1 files changed, 238 insertions, 97 deletions
diff --git a/tools/gen_struct_info.py b/tools/gen_struct_info.py
index 563b4fa1..203a18ec 100644
--- a/tools/gen_struct_info.py
+++ b/tools/gen_struct_info.py
@@ -75,29 +75,38 @@ The JSON output format is based on the return value of Runtime.generateStructInf
 
 '''
 
-import sys
-import os
-import json
-import argparse
-import tempfile
-import subprocess
+import sys, os, re, json, argparse, tempfile, subprocess
 import shared
+QUIET = (__name__ != '__main__')
+
+def show(msg):
+  global QUIET
+  if not QUIET:
+    sys.stderr.write(msg + '\n')
 
 # Try to load pycparser.
 try:
   import pycparser
 except ImportError:
   # The import failed, warn the user.
-  sys.stderr.write('WARN: pycparser isn\'t available. I won\'t be able to parse C files, only .json files.\n')

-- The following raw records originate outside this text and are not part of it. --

//! Domain error types.

use thiserror::Error;

/// Errors raised while building or validating domain entities.
#[derive(Debug, Clone, PartialEq, Eq, Error)]
pub enum DomainError {
    /// A user field failed validation.
    #[error("Invalid user {field}: {reason}")]
    InvalidUser { field: &'static str, reason: String },

    /// An engagement event failed validation.
    #[error("Invalid engagement event: {0}")]
    InvalidEvent(String),
}

impl DomainError {
    pub(crate) fn user(field: &'static str, reason: impl Into<String>) -> Self {
        DomainError::InvalidUser {
            field,
            reason: reason.into(),
        }
    }
}
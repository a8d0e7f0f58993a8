//! Saga orchestration over a message channel.
//!
//! A saga keeps several independently owned stores consistent without a
//! distributed transaction. An [`Orchestrator`] publishes one command at a
//! time; each [`Participant`] applies the command to its own store and
//! publishes a reply; the orchestrator looks the reply up in the saga's
//! [`SagaDefinition`] to decide what to publish next.
//!
//! Two sagas are defined:
//! - [`CreateUserSaga`]: credentials, then profile, then social graph
//! - [`CreateEventSaga`]: event log, then daily report
//!
//! If a step fails, the steps already applied are compensated in reverse
//! order. Every instance is persisted through a [`SagaRepository`] before
//! its next command is published, and a [`SagaSweeper`] re-publishes
//! commands that went unanswered.

pub mod definition;
pub mod error;
pub mod event_propagation;
pub mod events;
pub mod instance;
pub mod listener;
pub mod message;
pub mod orchestrator;
pub mod participant;
pub mod repository;
pub mod services;
pub mod state;
pub mod sweeper;
pub mod user_creation;

pub use definition::{ReplyOutcome, SagaDefinition, StepType};
pub use error::{Result, SagaError};
pub use event_propagation::{CreateEventCommand, CreateEventReply, CreateEventSaga};
pub use events::SagaEvent;
pub use instance::{PendingCommand, SagaInstance};
pub use listener::{LoggingListener, SagaListener};
pub use message::{Command, Reply, SagaSubjects};
pub use orchestrator::{Orchestrator, OrchestratorConfig, ReplyDisposition, SweepReport};
pub use participant::{Participant, ParticipantBuilder, StepHandler};
pub use repository::{InMemorySagaRepository, PostgresSagaRepository, SagaRepository};
pub use state::SagaStatus;
pub use sweeper::{SagaSweeper, Sweepable};
pub use user_creation::{CreateUserCommand, CreateUserReply, CreateUserSaga};
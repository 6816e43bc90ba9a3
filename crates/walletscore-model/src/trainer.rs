//! Score model training and prediction.
//!
//! [`fit_score_model`] takes the feature table and its pseudo-labels, holds
//! out a seeded test partition, fits a [`GradientBoostedRegressor`] on the
//! rest, and reports fit quality on both partitions. The returned
//! [`ScoreModel`] then predicts for every wallet, held-out ones included.

use serde::{Deserialize, Serialize};
use tracing::info;

use walletscore_core::constants::{DEFAULT_SEED, DEFAULT_TEST_FRACTION, MIN_TRAINING_WALLETS};
use walletscore_core::error::ModelError;
use walletscore_core::traits::Regressor;
use walletscore_core::types::{Feature, WalletFeatures};

use crate::dataset::{feature_rows, train_test_split, Dataset};
use crate::gbdt::{BoostingParams, GradientBoostedRegressor};
use crate::metrics::FitMetrics;
use crate::tree::TreeParams;

/// Everything that shapes a fit. Defaults reproduce the reference model.
#[derive(Serialize, Deserialize, Debug, Clone, PartialEq)]
#[serde(default)]
pub struct ModelParams {
    /// Input columns, in order.
    pub features: Vec<Feature>,
    pub n_estimators: usize,
    pub learning_rate: f64,
    pub max_depth: usize,
    pub min_samples_split: usize,
    pub min_samples_leaf: usize,
    pub subsample: f64,
    pub test_fraction: f64,
    pub seed: u64,
    /// Smallest wallet population accepted for training.
    pub min_wallets: usize,
}

impl Default for ModelParams {
    fn default() -> Self {
        Self {
            features: Feature::ALL.to_vec(),
            n_estimators: 100,
            learning_rate: 0.1,
            max_depth: 3,
            min_samples_split: 2,
            min_samples_leaf: 1,
            subsample: 1.0,
            test_fraction: DEFAULT_TEST_FRACTION,
            seed: DEFAULT_SEED,
            min_wallets: MIN_TRAINING_WALLETS,
        }
    }
}

impl ModelParams {
    pub fn boosting(&self) -> BoostingParams {
        BoostingParams {
            n_estimators: self.n_estimators,
            learning_rate: self.learning_rate,
            tree: TreeParams {
                max_depth: self.max_depth,
                min_samples_split: self.min_samples_split,
                min_samples_leaf: self.min_samples_leaf,
            },
            subsample: self.subsample,
            seed: self.seed,
        }
    }

    pub fn validate(&self) -> Result<(), ModelError> {
        if self.features.is_empty() {
            return Err(ModelError::InvalidParameter(
                "at least one feature is required".to_string(),
            ));
        }
        for (i, f) in self.features.iter().enumerate() {
            if self.features[..i].contains(f) {
                return Err(ModelError::InvalidParameter(format!(
                    "feature {} listed twice",
                    f.name()
                )));
            }
        }
        if !(self.test_fraction > 0.0 && self.test_fraction < 1.0) {
            return Err(ModelError::InvalidParameter(format!(
                "test_fraction must be in (0, 1), got {}",
                self.test_fraction
            )));
        }
        self.boosting().validate()
    }
}

/// Fit quality on the training and held-out partitions.
#[derive(Serialize, Debug, Clone, Copy, PartialEq)]
pub struct FitReport {
    pub n_train: usize,
    pub n_test: usize,
    pub train: FitMetrics,
    pub test: FitMetrics,
}

/// A fitted regressor bound to the feature columns it was trained on.
#[derive(Debug, Clone)]
pub struct ScoreModel {
    features: Vec<Feature>,
    regressor: GradientBoostedRegressor,
}

impl ScoreModel {
    pub fn features(&self) -> &[Feature] {
        &self.features
    }

    /// Raw (unclamped) predictions for every wallet, in table order.
    pub fn predict(&self, table: &[WalletFeatures]) -> Result<Vec<f64>, ModelError> {
        self.regressor.predict(&feature_rows(table, &self.features))
    }
}

/// Output of [`fit_score_model`].
#[derive(Debug, Clone)]
pub struct TrainedModel {
    pub model: ScoreModel,
    pub report: FitReport,
}

/// Fit the score model on a seeded train partition and evaluate on the rest.
///
/// Fails with [`ModelError::DegenerateSplit`] when the population is below
/// `params.min_wallets` or a partition would be empty.
pub fn fit_score_model(
    table: &[WalletFeatures],
    labels: &[f64],
    params: &ModelParams,
) -> Result<TrainedModel, ModelError> {
    params.validate()?;
    let dataset = Dataset::from_table(table, labels, &params.features)?;
    let split = train_test_split(
        dataset.len(),
        params.test_fraction,
        params.seed,
        params.min_wallets,
    )?;

    let train = dataset.subset(&split.train);
    let test = dataset.subset(&split.test);
    let regressor = GradientBoostedRegressor::fit(&train.rows, &train.labels, &params.boosting())?;

    let report = FitReport {
        n_train: train.len(),
        n_test: test.len(),
        train: FitMetrics::compute(&train.labels, &regressor.predict(&train.rows)?),
        test: FitMetrics::compute(&test.labels, &regressor.predict(&test.rows)?),
    };
    info!(
        n_train = report.n_train,
        n_test = report.n_test,
        train_r2 = report.train.r2,
        test_r2 = report.test.r2,
        test_mae = report.test.mae,
        test_rmse = report.test.rmse,
        "trainer: score model fitted"
    );

    Ok(TrainedModel {
        model: ScoreModel {
            features: params.features.clone(),
            regressor,
        },
        report,
    })
}
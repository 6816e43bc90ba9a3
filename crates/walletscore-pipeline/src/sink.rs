//! Output rendering and the all-or-nothing commit.
//!
//! Artifacts are rendered fully in memory first. [`commit_all`] writes each
//! one to a temporary file beside its destination and only then renames them
//! into place, so a failure before the first rename leaves nothing behind and
//! a failed later rename removes the files already placed.

use std::io::Write;
use std::path::{Path, PathBuf};

use tempfile::NamedTempFile;
use tracing::{info, warn};

use walletscore_core::types::{WalletFeatures, WalletScore};

use crate::error::PipelineError;

/// Quote a CSV field when it contains a delimiter, quote, or line break.
fn csv_field(raw: &str) -> String {
    if raw.contains([',', '"', '\n', '\r']) {
        format!("\"{}\"", raw.replace('"', "\"\""))
    } else {
        raw.to_string()
    }
}

/// `userWallet,credit_score`, one row per wallet in the given order.
pub fn scores_csv(scores: &[WalletScore]) -> String {
    let mut out = String::from("userWallet,credit_score\n");
    for s in scores {
        out.push_str(&format!("{},{}\n", csv_field(&s.wallet), s.score));
    }
    out
}

/// Feature table with each wallet's pseudo-label, for auditing the heuristic.
pub fn features_csv(table: &[WalletFeatures], labels: &[f64]) -> String {
    let mut out = String::from(
        "userWallet,tx_frequency,total_deposit,total_borrow,liquidation_count,repayment_ratio,pseudo_score\n",
    );
    for (f, label) in table.iter().zip(labels) {
        out.push_str(&format!(
            "{},{},{},{},{},{},{}\n",
            csv_field(&f.wallet),
            f.tx_frequency,
            f.total_deposit,
            f.total_borrow,
            f.liquidation_count,
            f.repayment_ratio,
            label
        ));
    }
    out
}

/// A rendered file waiting to be committed.
#[derive(Debug, Clone, PartialEq, Eq)]
pub struct Artifact {
    pub path: PathBuf,
    pub contents: String,
}

impl Artifact {
    pub fn new(path: impl Into<PathBuf>, contents: impl Into<String>) -> Self {
        Self {
            path: path.into(),
            contents: contents.into(),
        }
    }
}

fn staging_dir(path: &Path) -> &Path {
    match path.parent() {
        Some(p) if !p.as_os_str().is_empty() => p,
        _ => Path::new("."),
    }
}

fn stage(artifact: &Artifact) -> Result<NamedTempFile, PipelineError> {
    let mut tmp = NamedTempFile::new_in(staging_dir(&artifact.path))
        .map_err(|e| PipelineError::io(&artifact.path, e))?;
    tmp.write_all(artifact.contents.as_bytes())
        .and_then(|_| tmp.flush())
        .map_err(|e| PipelineError::io(&artifact.path, e))?;
    Ok(tmp)
}

/// Write every artifact or none of them.
pub fn commit_all(artifacts: &[Artifact]) -> Result<(), PipelineError> {
    // Temporaries are deleted on drop if anything below fails.
    let staged = artifacts
        .iter()
        .map(stage)
        .collect::<Result<Vec<_>, _>>()?;

    let mut placed: Vec<&Path> = Vec::with_capacity(artifacts.len());
    for (tmp, artifact) in staged.into_iter().zip(artifacts) {
        if let Err(e) = tmp.persist(&artifact.path) {
            for path in placed {
                if let Err(rm) = std::fs::remove_file(path) {
                    warn!(path = %path.display(), error = %rm, "sink: rollback failed");
                }
            }
            return Err(PipelineError::io(&artifact.path, e.error));
        }
        placed.push(&artifact.path);
    }

    for artifact in artifacts {
        info!(
            path = %artifact.path.display(),
            bytes = artifact.contents.len(),
            "sink: artifact written"
        );
    }
    Ok(())
}
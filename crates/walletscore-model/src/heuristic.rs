//! Closed-form pseudo-score used to supervise the regression model.
//!
//! ```text
//! pseudo = base
//!        + deposit     * ln(1 + total_deposit)
//!        - liquidation * ln(1 + liquidation_count)
//!        + repayment   * repayment_ratio
//!        + frequency   * ln(1 + tx_frequency)
//!        + responsible_borrowing * tanh(total_borrow * repayment_ratio / (total_deposit + 1))
//! ```
//!
//! clamped into `[0, 1000]`. `ln(1 + x)` compresses heavy-tailed magnitudes
//! and `tanh` saturates the borrowing interaction term.

use serde::{Deserialize, Serialize};

use walletscore_core::traits::LabelHeuristic;
use walletscore_core::types::{clamp_score, WalletFeatures};

/// Coefficients of the pseudo-score. Defaults are the reference weights.
#[derive(Serialize, Deserialize, Debug, Clone, PartialEq)]
#[serde(default)]
pub struct HeuristicWeights {
    pub base: f64,
    pub deposit: f64,
    /// Subtracted per `ln(1 + liquidation_count)`.
    pub liquidation: f64,
    pub repayment: f64,
    pub frequency: f64,
    pub responsible_borrowing: f64,
}

impl Default for HeuristicWeights {
    fn default() -> Self {
        Self {
            base: 100.0,
            deposit: 300.0,
            liquidation: 200.0,
            repayment: 300.0,
            frequency: 150.0,
            responsible_borrowing: 200.0,
        }
    }
}

/// Compute the clamped pseudo-score for one wallet.
pub fn pseudo_score(f: &WalletFeatures, w: &HeuristicWeights) -> f64 {
    let interaction = f.total_borrow * f.repayment_ratio / (f.total_deposit + 1.0);
    // inf / inf when both sums overflowed
    let interaction = if interaction.is_nan() {
        0.0
    } else {
        interaction.tanh()
    };

    let raw = w.base + w.deposit * f.total_deposit.ln_1p()
        - w.liquidation * (f.liquidation_count as f64).ln_1p()
        + w.repayment * f.repayment_ratio
        + w.frequency * (f.tx_frequency as f64).ln_1p()
        + w.responsible_borrowing * interaction;

    clamp_score(raw)
}

/// [`LabelHeuristic`] backed by [`pseudo_score`].
#[derive(Debug, Clone, Default)]
pub struct PseudoScorer {
    weights: HeuristicWeights,
}

impl PseudoScorer {
    pub fn new(weights: HeuristicWeights) -> Self {
        Self { weights }
    }

    pub fn weights(&self) -> &HeuristicWeights {
        &self.weights
    }
}

impl LabelHeuristic for PseudoScorer {
    fn label(&self, features: &WalletFeatures) -> f64 {
        pseudo_score(features, &self.weights)
    }
}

+  show('WARN: pycparser isn\'t available. I won\'t be able to parse C files, only .json files.')
   
   def parse_header(path, cpp_opts):
     # Tell the user how to get pycparser, if he tries to parse a C file.
     sys.stderr.write('ERR: I need pycparser to process C files. \n')
-    sys.stderr.write('   Use "pip install pycparser" or go to "https://github.com/eliben/pycparser" to install it.\n')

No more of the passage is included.